- **Assignment**: For the records below, output every line from the one holding "let terminate = std::future::pending::<()>();" through the final line, unaltered, and no other lines.

Records from a collection
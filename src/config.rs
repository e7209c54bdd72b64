//! Configuration management for Formgate.

use serde::{Deserialize, Serialize};
use std::net::SocketAddr;
use std::path::Path;
use std::time::Duration;

use crate::error::{FormgateError, Result};
use crate::ratelimit::SWEEP_INTERVAL;

/// Main configuration for the Formgate service.
#[derive(Debug, Clone, Default, Serialize, Deserialize)]
pub struct FormgateConfig {
    /// Server configuration
    #[serde(default)]
    pub server: ServerConfig,

    /// Rate limiting configuration
    #[serde(default)]
    pub rate_limiting: RateLimitingConfig,

    /// Logging configuration
    #[serde(default)]
    pub logging: LoggingConfig,
}

/// Server configuration.
#[derive(Debug, Clone, Serialize, Deserialize)]
pub struct ServerConfig {
    /// HTTP server address
    #[serde(default = "default_http_addr")]
    pub http_addr: SocketAddr,
}

impl Default for ServerConfig {
    fn default() -> Self {
        Self {
            http_addr: default_http_addr(),
        }
    }
}

fn default_http_addr() -> SocketAddr {
    SocketAddr::from(([127, 0, 0, 1], 8080))
}

/// Rate limiting configuration.
#[derive(Debug, Clone, Serialize, Deserialize)]
pub struct RateLimitingConfig {
    /// Path to a YAML file with additional or overriding limiter definitions
    pub limiters_path: Option<String>,

    /// Interval between store sweeps in seconds
    #[serde(default = "default_sweep_interval")]
    pub sweep_interval_secs: u64,
}

impl Default for RateLimitingConfig {
    fn default() -> Self {
        Self {
            limiters_path: None,
            sweep_interval_secs: default_sweep_interval(),
        }
    }
}

impl RateLimitingConfig {
    /// The sweep interval as a duration.
    pub fn sweep_interval(&self) -> Duration {
        Duration::from_secs(self.sweep_interval_secs)
    }
}

fn default_sweep_interval() -> u64 {
    SWEEP_INTERVAL.as_secs()
}

/// Log output format.
#[derive(Debug, Clone, Copy, Default, PartialEq, Eq, Serialize, Deserialize, clap::ValueEnum)]
#[serde(rename_all = "lowercase")]
pub enum LogFormat {
    /// Human-readable lines
    #[default]
    Text,
    /// One JSON object per event
    Json,
}

/// Logging configuration.
#[derive(Debug, Clone, Serialize, Deserialize)]
pub struct LoggingConfig {
    /// Default filter directive, overridden by `RUST_LOG`
    #[serde(default = "default_log_level")]
    pub level: String,

    /// Output format
    #[serde(default)]
    pub format: LogFormat,
}

impl Default for LoggingConfig {
    fn default() -> Self {
        Self {
            level: default_log_level(),
            format: LogFormat::default(),
        }
    }
}

fn default_log_level() -> String {
    "info".to_string()
}

impl FormgateConfig {
    /// Load configuration from a file path.
    pub fn from_file<P: AsRef<Path>>(path: P) -> Result<Self> {
        let contents = std::fs::read_to_string(path)?;
        Self::from_yaml(&contents)
    }

    /// Load configuration from a YAML string.
    pub fn from_yaml(yaml: &str) -> Result<Self> {
        let config: FormgateConfig = serde_yaml::from_str(yaml)
            .map_err(|e| FormgateError::Config(e.to_string()))?;

        if config.rate_limiting.sweep_interval_secs == 0 {
            return Err(FormgateError::Config(
                "rate_limiting.sweep_interval_secs must be positive".to_string(),
            ));
        }

        Ok(config)
    }
}

#[cfg(test)]
mod tests {
    use super::*;

    #[test]
    fn test_defaults() {
        let config = FormgateConfig::default();
        assert_eq!(config.server.http_addr, "127.0.0.1:8080".parse().unwrap());
        assert_eq!(config.rate_limiting.sweep_interval(), Duration::from_secs(300));
        assert!(config.rate_limiting.limiters_path.is_none());
        assert_eq!(config.logging.level, "info");
        assert_eq!(config.logging.format, LogFormat::Text);
    }

    #[test]
    fn test_partial_yaml_fills_defaults() {
        let yaml = r#"
server:
  http_addr: 0.0.0.0:9000
rate_limiting:
  limiters_path: /etc/formgate/limiters.yaml
logging:
  format: json
"#;
        let config = FormgateConfig::from_yaml(yaml).unwrap();
        assert_eq!(config.server.http_addr, "0.0.0.0:9000".parse().unwrap());
        assert_eq!(
            config.rate_limiting.limiters_path.as_deref(),
            Some("/etc/formgate/limiters.yaml")
        );
        assert_eq!(config.rate_limiting.sweep_interval_secs, 300);
        assert_eq!(config.logging.format, LogFormat::Json);
        assert_eq!(config.logging.level, "info");
    }

    #[test]
    fn test_zero_sweep_interval_rejected() {
        let yaml = "rate_limiting:\n  sweep_interval_secs: 0\n";
        assert!(matches!(
            FormgateConfig::from_yaml(yaml),
            Err(FormgateError::Config(_))
        ));
    }

    #[test]
    fn test_invalid_yaml() {
        let yaml = "server:\n  http_addr: not-an-address\n";
        assert!(matches!(
            FormgateConfig::from_yaml(yaml),
            Err(FormgateError::Config(_))
        ));
    }
}
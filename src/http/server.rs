//! HTTP server implementation.

use std::net::SocketAddr;
use std::sync::Arc;

use tokio::net::TcpListener;
use tracing::{error, info};

use super::service::{router, AppState};
use crate::error::Result;
use crate::ratelimit::RateLimiter;

/// HTTP server for the rate limit decision API.
pub struct HttpServer {
    /// Address to bind to
    addr: SocketAddr,
    /// The rate limiter instance
    rate_limiter: Arc<RateLimiter>,
}

impl HttpServer {
    /// Create a new HTTP server.
    pub fn new(addr: SocketAddr, rate_limiter: Arc<RateLimiter>) -> Self {
        Self { addr, rate_limiter }
    }

    /// Start the HTTP server with graceful shutdown.
    ///
    /// The server will shut down when the provided signal resolves.
    pub async fn serve_with_shutdown<F>(self, signal: F) -> Result<()>
    where
        F: std::future::Future<Output = ()> + Send + 'static,
    {
        let listener = TcpListener::bind(self.addr).await.map_err(|e| {
            error!(addr = %self.addr, error = %e, "Failed to bind HTTP listener");
            e
        })?;

        self.serve_listener(listener, signal).await
    }

    /// Serve on an already bound listener until `signal` resolves.
    pub async fn serve_listener<F>(self, listener: TcpListener, signal: F) -> Result<()>
    where
        F: std::future::Future<Output = ()> + Send + 'static,
    {
        let app = router(AppState::new(self.rate_limiter));

        info!(
            addr = %listener.local_addr()?,
            "Starting HTTP server for rate limit decisions"
        );

        axum::serve(
            listener,
            app.into_make_service_with_connect_info::<SocketAddr>(),
        )
        .with_graceful_shutdown(signal)
        .await
        .map_err(|e| {
            error!(error = %e, "HTTP server failed");
            e.into()
        })
    }
}

#[cfg(test)]
mod tests {
    use super::*;

    #[test]
    fn test_server_creation() {
        let addr: SocketAddr = "127.0.0.1:8080".parse().unwrap();
        let rate_limiter = Arc::new(RateLimiter::new());
        let _server = HttpServer::new(addr, rate_limiter);
    }

    #[tokio::test]
    async fn test_serve_until_shutdown() {
        let listener = TcpListener::bind("127.0.0.1:0").await.unwrap();
        let server = HttpServer::new(listener.local_addr().unwrap(), Arc::new(RateLimiter::new()));
        let (tx, rx) = tokio::sync::oneshot::channel::<()>();

        let handle = tokio::spawn(server.serve_listener(listener, async move {
            let _ = rx.await;
        }));

        tx.send(()).unwrap();
        assert!(handle.await.unwrap().is_ok());
    }
}
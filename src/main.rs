use std::net::SocketAddr;
use std::path::PathBuf;
use std::sync::Arc;

use clap::Parser;
use tokio::signal;
use tracing::info;
use tracing_subscriber::EnvFilter;

use formgate::config::{FormgateConfig, LogFormat};
use formgate::http::HttpServer;
use formgate::ratelimit::{
    Clock, CounterStore, LimiterRegistry, RateLimiter, StoreSweeper, SystemClock,
};

/// Fixed-window rate limiting service for website forms and APIs.
#[derive(Parser, Debug)]
#[command(name = "formgate", version, about)]
struct Args {
    /// Path to the YAML configuration file
    #[arg(short, long)]
    config: Option<PathBuf>,

    /// Address for the HTTP decision API
    #[arg(long)]
    http_addr: Option<SocketAddr>,

    /// Path to a YAML file with limiter definitions
    #[arg(long)]
    limiters: Option<String>,

    /// Default log filter, overridden by RUST_LOG
    #[arg(long)]
    log_level: Option<String>,

    /// Log output format
    #[arg(long, value_enum)]
    log_format: Option<LogFormat>,
}

#[tokio::main]
async fn main() -> anyhow::Result<()> {
    let args = Args::parse();

    let mut config = match &args.config {
        Some(path) => FormgateConfig::from_file(path)?,
        None => FormgateConfig::default(),
    };
    if let Some(addr) = args.http_addr {
        config.server.http_addr = addr;
    }
    if let Some(path) = args.limiters {
        config.rate_limiting.limiters_path = Some(path);
    }
    if let Some(level) = args.log_level {
        config.logging.level = level;
    }
    if let Some(format) = args.log_format {
        config.logging.format = format;
    }

    // Initialize tracing
    let env_filter = EnvFilter::try_from_default_env()
        .unwrap_or_else(|_| EnvFilter::new(&config.logging.level));
    match config.logging.format {
        LogFormat::Json => tracing_subscriber::fmt()
            .with_env_filter(env_filter)
            .json()
            .init(),
        LogFormat::Text => tracing_subscriber::fmt()
            .with_env_filter(env_filter)
            .with_target(false)
            .init(),
    }

    info!("Starting Formgate Rate Limiting Service");
    info!("Version: {}", env!("CARGO_PKG_VERSION"));
    info!(http_addr = %config.server.http_addr, "Configuration loaded");

    let registry = match &config.rate_limiting.limiters_path {
        Some(path) => LimiterRegistry::from_file(path)?,
        None => LimiterRegistry::with_presets(),
    };
    info!(limiters = ?registry.names(), "Rate limiters registered");

    let store = Arc::new(CounterStore::new());
    let clock: Arc<dyn Clock> = Arc::new(SystemClock);
    let rate_limiter = Arc::new(RateLimiter::with_parts(
        Arc::new(registry),
        Arc::clone(&store),
        Arc::clone(&clock),
    ));

    let mut sweeper = StoreSweeper::new(store, clock)
        .with_interval(config.rate_limiting.sweep_interval());
    sweeper.start();

    let http_server = HttpServer::new(config.server.http_addr, rate_limiter);

    // Run the server with graceful shutdown on Ctrl+C
    let served = http_server.serve_with_shutdown(shutdown_signal()).await;

    sweeper.stop().await;
    served?;

    info!("Formgate Rate Limiting Service stopped");
    Ok(())
}

/// Wait for a shutdown signal (Ctrl+C or SIGTERM).
async fn shutdown_signal() {
    let ctrl_c = async {
        signal::ctrl_c()
            .await
            .expect("Failed to install Ctrl+C handler");
    };

    #[cfg(unix)]
    let terminate = async {
        signal::unix::signal(signal::unix::SignalKind::terminate())
            .expect("Failed to install SIGTERM handler")
            .recv()
            .await;
    };

    #[cfg(not(unix))]
    let terminate = std::future::pending::<()>();

    tokio::select! {
        _ = ctrl_c => {
            info!("Received Ctrl+C, initiating graceful shutdown");
        }
        _ = terminate => {
            info!("Received SIGTERM, initiating graceful shutdown");
        }
    }
}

- **Completed task**:
    let terminate = std::future::pending::<()>();

    tokio::select! {
        _ = ctrl_c => {
            info!("Received Ctrl+C, initiating graceful shutdown");
        }
        _ = terminate => {
            info!("Received SIGTERM, initiating graceful shutdown");
        }
    }
}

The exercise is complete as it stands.